Witching Hour: Why Evenings Feel So Hard With a New Baby

If your baby becomes fussy, unsettled, or difficult to soothe in the evening hours, you are not alone!

Many families experience what’s commonly called the witching hour, a predictable period of increased crying and restlessness that typically happens between late afternoon and bedtime during the first few months of life.

Despite how stressful it can feel, this phase is very common.

What’s Actually Happening?

We used to believe evening fussiness was mainly caused by gas, reflux, or hunger. While feeding challenges do exist, we now understand that most babies are experiencing neurological overstimulation.

Throughout the day, babies take in enormous amounts of sensory input including light, sound, movement, feeding, and interaction. By evening, their immature nervous systems can become overwhelmed, and crying becomes their way of releasing that overload.

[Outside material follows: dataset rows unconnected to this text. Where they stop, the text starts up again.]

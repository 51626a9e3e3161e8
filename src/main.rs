use anyhow::Context;
use clap::{Parser, Subcommand};
use modelbridge_core::ModelArtifact;
use modelbridge_pipeline::{ModelBuilder, TrainingConfig};
use modelbridge_serving::{EndpointConfig, PredictionEndpoint};
use modelbridge_storage::{ModelRepository, RegistryStorage, StorageKind};
use serde_json::{json, Value};
use std::io::{BufRead, BufReader, Write};
use std::path::{Path, PathBuf};
use std::sync::Arc;
use tracing::{info, warn, Level};
use tracing_subscriber::FmtSubscriber;

/// Train tabular models and serve predictions against them
#[derive(Parser, Debug)]
#[command(name = "modelbridge")]
#[command(about = "Train models and serve predictions with aligned features", long_about = None)]
struct Args {
    /// Directory of the versioned model registry (enables `registry:` locations)
    #[arg(long, global = true)]
    registry: Option<PathBuf>,

    /// Log level
    #[arg(long, global = true, default_value = "info")]
    log_level: String,

    #[command(subcommand)]
    command: Command,
}

#[derive(Subcommand, Debug)]
enum Command {
    /// Train a model from a delimited dataset and store the artifact
    Train {
        /// Dataset file
        #[arg(short, long)]
        data: PathBuf,

        /// Training configuration (JSON)
        #[arg(short, long)]
        config: PathBuf,

        /// Location to store the model at, e.g. `file:models/churn.mbm`
        #[arg(short, long)]
        out: String,
    },

    /// Score newline-delimited JSON requests, one response line per request
    Predict {
        /// Endpoint configuration (JSON)
        #[arg(short, long)]
        endpoint: PathBuf,

        /// Request file, `-` for stdin
        #[arg(short, long, default_value = "-")]
        input: String,

        /// Stop at the first failing request instead of reporting it inline
        #[arg(long)]
        fail_fast: bool,
    },

    /// Print the schema, slot order and training summary of a stored model
    Inspect {
        /// Model location
        #[arg(short, long)]
        model: String,
    },
}

fn main() -> anyhow::Result<()> {
    let args = Args::parse();

    let log_level = match args.log_level.as_str() {
        "trace" => Level::TRACE,
        "debug" => Level::DEBUG,
        "info" => Level::INFO,
        "warn" => Level::WARN,
        "error" => Level::ERROR,
        _ => Level::INFO,
    };

    // stdout carries command output
    let subscriber = FmtSubscriber::builder()
        .with_max_level(log_level)
        .with_writer(std::io::stderr)
        .finish();
    tracing::subscriber::set_global_default(subscriber)?;

    let mut repository = ModelRepository::with_defaults();
    if let Some(dir) = &args.registry {
        let registry = RegistryStorage::open(dir)
            .with_context(|| format!("opening model registry at {}", dir.display()))?;
        repository.register(StorageKind::Registry, Arc::new(registry));
        info!("Model registry: {:?}", dir);
    }
    let repository = Arc::new(repository);

    match args.command {
        Command::Train { data, config, out } => train(&repository, &data, &config, &out),
        Command::Predict {
            endpoint,
            input,
            fail_fast,
        } => predict(repository, &endpoint, &input, fail_fast),
        Command::Inspect { model } => inspect(&repository, &model),
    }
}

fn train(
    repository: &ModelRepository,
    data: &Path,
    config: &Path,
    out: &str,
) -> anyhow::Result<()> {
    let config = TrainingConfig::from_json_file(config)?;
    let trained = ModelBuilder::new(config)?
        .build_from_path(data)
        .with_context(|| format!("training on {}", data.display()))?;
    let stored = repository.store(out, &trained.artifact)?;

    let report = json!({
        "location": stored,
        "model_id": trained.artifact.model_id,
        "summary": trained.summary,
    });
    println!("{}", serde_json::to_string_pretty(&report)?);
    Ok(())
}

fn predict(
    repository: Arc<ModelRepository>,
    endpoint: &Path,
    input: &str,
    fail_fast: bool,
) -> anyhow::Result<()> {
    let config = EndpointConfig::from_json_file(endpoint)?;
    let endpoint = PredictionEndpoint::open_json(config, repository)?;

    let reader: Box<dyn BufRead> = if input == "-" {
        Box::new(BufReader::new(std::io::stdin()))
    } else {
        let file = std::fs::File::open(input).with_context(|| format!("opening {}", input))?;
        Box::new(BufReader::new(file))
    };

    let stdout = std::io::stdout();
    let mut out = stdout.lock();
    let mut failed = 0usize;
    for (row, line) in reader.lines().enumerate() {
        let line = line?;
        if line.trim().is_empty() {
            continue;
        }
        let response = serde_json::from_str::<Value>(&line)
            .map_err(anyhow::Error::from)
            .and_then(|request| endpoint.respond(&request).map_err(anyhow::Error::from));
        match response {
            Ok(response) => writeln!(out, "{}", response)?,
            Err(e) if fail_fast => return Err(e.context(format!("request {}", row))),
            Err(e) => {
                failed += 1;
                writeln!(out, "{}", json!({ "row": row, "error": format!("{:#}", e) }))?;
            }
        }
    }
    if failed > 0 {
        warn!("{} requests failed", failed);
    }
    Ok(())
}

fn inspect(repository: &ModelRepository, model: &str) -> anyhow::Result<()> {
    let artifact = repository.load(model, false)?;
    println!("{}", serde_json::to_string_pretty(&describe(&artifact))?);
    Ok(())
}

fn describe(artifact: &ModelArtifact) -> Value {
    let slots: Vec<Value> = artifact
        .slot_features()
        .iter()
        .enumerate()
        .map(|(slot, feature)| {
            json!({
                "slot": slot,
                "feature": feature.name,
                "original_index": feature.index,
                "type": feature.feature_type,
            })
        })
        .collect();

    json!({
        "model_id": artifact.model_id,
        "created_at": artifact.created_at,
        "format_version": artifact.format_version,
        "algorithm": artifact.algorithm_name,
        "class": artifact.algorithm_class,
        "response_variable": artifact.response_variable,
        "normalization": artifact.normalization,
        "normal_labels": artifact.normal_labels,
        "schema": artifact.features,
        "slots": slots,
        "encodings": artifact.encodings,
        "statistics": artifact.summary.statistics,
        "percentiles": {
            "min": artifact.summary.min_percentile,
            "max": artifact.summary.max_percentile,
            "best": artifact.summary.best_percentile,
        },
    })
}
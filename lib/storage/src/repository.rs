//! Model repository
//!
//! Loads artifacts through the storage adapters and caches one decoded
//! artifact per location. A cached artifact is reused while the adapter
//! reports the same version token; otherwise the new artifact is decoded off
//! to the side and swapped in under the write lock, so readers holding the
//! previous `Arc` finish with it undisturbed. When loads of one location
//! overlap, the one that read the newer version keeps its entry.

use crate::adapter::StorageAdapter;
use crate::codec;
use crate::file::FileStorage;
use crate::location::{Location, StorageKind};
use crate::memory::MemoryStorage;
use modelbridge_core::{Error, ModelArtifact, Result};
use parking_lot::{Mutex, RwLock};
use std::collections::HashMap;
use std::sync::Arc;
use tracing::{debug, info};

struct CacheEntry {
    version: Option<String>,
    /// Order in which the version token was read
    sequence: u64,
    artifact: Arc<ModelArtifact>,
}

pub struct ModelRepository {
    adapters: HashMap<StorageKind, Arc<dyn StorageAdapter>>,
    cache: RwLock<HashMap<String, CacheEntry>>,
    sequence: Mutex<u64>,
}

impl Default for ModelRepository {
    fn default() -> Self {
        Self::new()
    }
}

impl ModelRepository {
    /// A repository with no adapters registered
    pub fn new() -> Self {
        Self {
            adapters: HashMap::new(),
            cache: RwLock::new(HashMap::new()),
            sequence: Mutex::new(0),
        }
    }

    /// File storage resolving relative paths against the working directory,
    /// plus an in-process memory store
    pub fn with_defaults() -> Self {
        Self::new()
            .with_adapter(StorageKind::File, Arc::new(FileStorage::new()))
            .with_adapter(StorageKind::Memory, Arc::new(MemoryStorage::new()))
    }

    pub fn with_adapter(mut self, kind: StorageKind, adapter: Arc<dyn StorageAdapter>) -> Self {
        self.register(kind, adapter);
        self
    }

    pub fn register(&mut self, kind: StorageKind, adapter: Arc<dyn StorageAdapter>) {
        self.adapters.insert(kind, adapter);
    }

    pub fn adapter(&self, kind: StorageKind) -> Option<&Arc<dyn StorageAdapter>> {
        self.adapters.get(&kind)
    }

    fn resolve(&self, location_key: &str) -> Result<(Location, &Arc<dyn StorageAdapter>)> {
        let location =
            Location::parse(location_key).map_err(|e| Error::model_load(location_key, e))?;
        let adapter = self.adapters.get(&location.kind).ok_or_else(|| {
            Error::model_load(
                location_key,
                format!("no storage adapter registered for '{}'", location.kind),
            )
        })?;
        Ok((location, adapter))
    }

    /// Load the artifact at `location_key`.
    ///
    /// Returns the cached artifact unless `force_refresh` is set or the stored
    /// object changed. Any failure leaves the cache as it was.
    pub fn load(&self, location_key: &str, force_refresh: bool) -> Result<Arc<ModelArtifact>> {
        let (location, adapter) = self.resolve(location_key)?;
        let key = location.key();

        // Version reads are numbered in the order they happen
        let (sequence, version) = {
            let mut last = self.sequence.lock();
            let version = adapter
                .version(&location.path)
                .map_err(|e| Error::model_load(&key, format!("{:#}", e)))?;
            *last += 1;
            (*last, version)
        };

        if !force_refresh {
            if let Some(entry) = self.cache.read().get(&key) {
                if version.is_some() && entry.version == version {
                    debug!("Model cache hit for {}", key);
                    return Ok(Arc::clone(&entry.artifact));
                }
            }
        }

        let bytes = adapter
            .read(&location.path)
            .map_err(|e| Error::model_load(&key, format!("{:#}", e)))?;
        let artifact = Arc::new(codec::decode(&bytes).map_err(|e| Error::model_load(&key, e))?);

        let mut cache = self.cache.write();
        if let Some(entry) = cache.get(&key) {
            if entry.sequence > sequence {
                debug!("Newer model already cached for {}, discarding this load", key);
                return Ok(Arc::clone(&entry.artifact));
            }
        }
        cache.insert(
            key.clone(),
            CacheEntry {
                version,
                sequence,
                artifact: Arc::clone(&artifact),
            },
        );
        drop(cache);
        info!(
            "Loaded {} model {} from {}",
            artifact.algorithm_name, artifact.model_id, key
        );
        Ok(artifact)
    }

    /// Encode and store `artifact`, returning the key it can be loaded from
    pub fn store(&self, location_key: &str, artifact: &ModelArtifact) -> Result<String> {
        let (location, adapter) = self.resolve(location_key)?;
        let bytes = codec::encode(artifact)?;
        let stored = adapter
            .write(&location.path, &bytes)
            .map_err(|e| Error::Storage(format!("{:#}", e)))?;
        let stored = Location::new(location.kind, stored).key();
        info!(
            "Stored {} model {} at {} ({} bytes)",
            artifact.algorithm_name,
            artifact.model_id,
            stored,
            bytes.len()
        );
        Ok(stored)
    }

    /// Drop the cached artifact for `location_key`
    pub fn evict(&self, location_key: &str) -> bool {
        match Location::parse(location_key) {
            Ok(location) => self.cache.write().remove(&location.key()).is_some(),
            Err(_) => false,
        }
    }

    pub fn cached(&self, location_key: &str) -> Option<Arc<ModelArtifact>> {
        let key = Location::parse(location_key).ok()?.key();
        self.cache.read().get(&key).map(|e| Arc::clone(&e.artifact))
    }

    pub fn cached_keys(&self) -> Vec<String> {
        let mut keys: Vec<String> = self.cache.read().keys().cloned().collect();
        keys.sort();
        keys
    }
}
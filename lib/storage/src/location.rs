//! Location keys
//!
//! A model is addressed as `kind:path`. Keys without a known kind prefix are
//! plain file paths.

use modelbridge_core::{Error, Result};
use std::fmt;
use std::str::FromStr;

const GOVERNANCE_PREFIX: &str = "/_system/governance";

#[derive(Debug, Clone, Copy, PartialEq, Eq, Hash, PartialOrd, Ord)]
pub enum StorageKind {
    File,
    Registry,
    Memory,
}

impl StorageKind {
    pub fn as_str(&self) -> &'static str {
        match self {
            StorageKind::File => "file",
            StorageKind::Registry => "registry",
            StorageKind::Memory => "memory",
        }
    }

    fn from_prefix(prefix: &str) -> Option<Self> {
        [StorageKind::File, StorageKind::Registry, StorageKind::Memory]
            .into_iter()
            .find(|k| k.as_str().eq_ignore_ascii_case(prefix))
    }
}

impl fmt::Display for StorageKind {
    fn fmt(&self, f: &mut fmt::Formatter<'_>) -> fmt::Result {
        f.write_str(self.as_str())
    }
}

#[derive(Debug, Clone, PartialEq, Eq, Hash)]
pub struct Location {
    pub kind: StorageKind,
    pub path: String,
}

impl Location {
    pub fn new(kind: StorageKind, path: impl Into<String>) -> Self {
        Self {
            kind,
            path: path.into(),
        }
    }

    pub fn parse(key: &str) -> Result<Self> {
        let key = key.trim();
        let (kind, path) = match key.split_once(':') {
            Some((prefix, rest)) => match StorageKind::from_prefix(prefix) {
                Some(kind) => (kind, rest),
                None => (StorageKind::File, key),
            },
            None => (StorageKind::File, key),
        };
        let path = match kind {
            StorageKind::Registry => path.strip_prefix(GOVERNANCE_PREFIX).unwrap_or(path),
            _ => path,
        };
        if path.trim().is_empty() {
            return Err(Error::config(format!("location '{}' has an empty path", key)));
        }
        Ok(Self::new(kind, path))
    }

    /// Canonical `kind:path` form, used as the cache key
    pub fn key(&self) -> String {
        format!("{}:{}", self.kind, self.path)
    }
}

impl FromStr for Location {
    type Err = Error;

    fn from_str(key: &str) -> Result<Self> {
        Location::parse(key)
    }
}

impl fmt::Display for Location {
    fn fmt(&self, f: &mut fmt::Formatter<'_>) -> fmt::Result {
        write!(f, "{}:{}", self.kind, self.path)
    }
}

Because of this, babies may seem hungry, but feeding alone often does not resolve the fussiness.

What Helps

Rather than trying to fix the crying, focus on helping your baby regulate.

Get outside.
Fresh air, natural light, and a change of scenery are incredibly calming for babies and parents alike.

Try babywearing outdoors.
Movement, closeness, and rhythmic motion often help babies finally settle and nap when nothing else works.

Lower evening expectations.
Early parenthood evenings are often about connection and survival, not productivity.

Reassurance

The witching hour is not a sign that something is wrong, that your baby is not getting enough milk, or that you are doing anything incorrectly.

It is a normal developmental stage, and it passes as babies mature neurologically over the first few months.

Until then, step outside, move your body, hold your baby close, and remember that this experience is shared by nearly every new parent. You are doing a great job!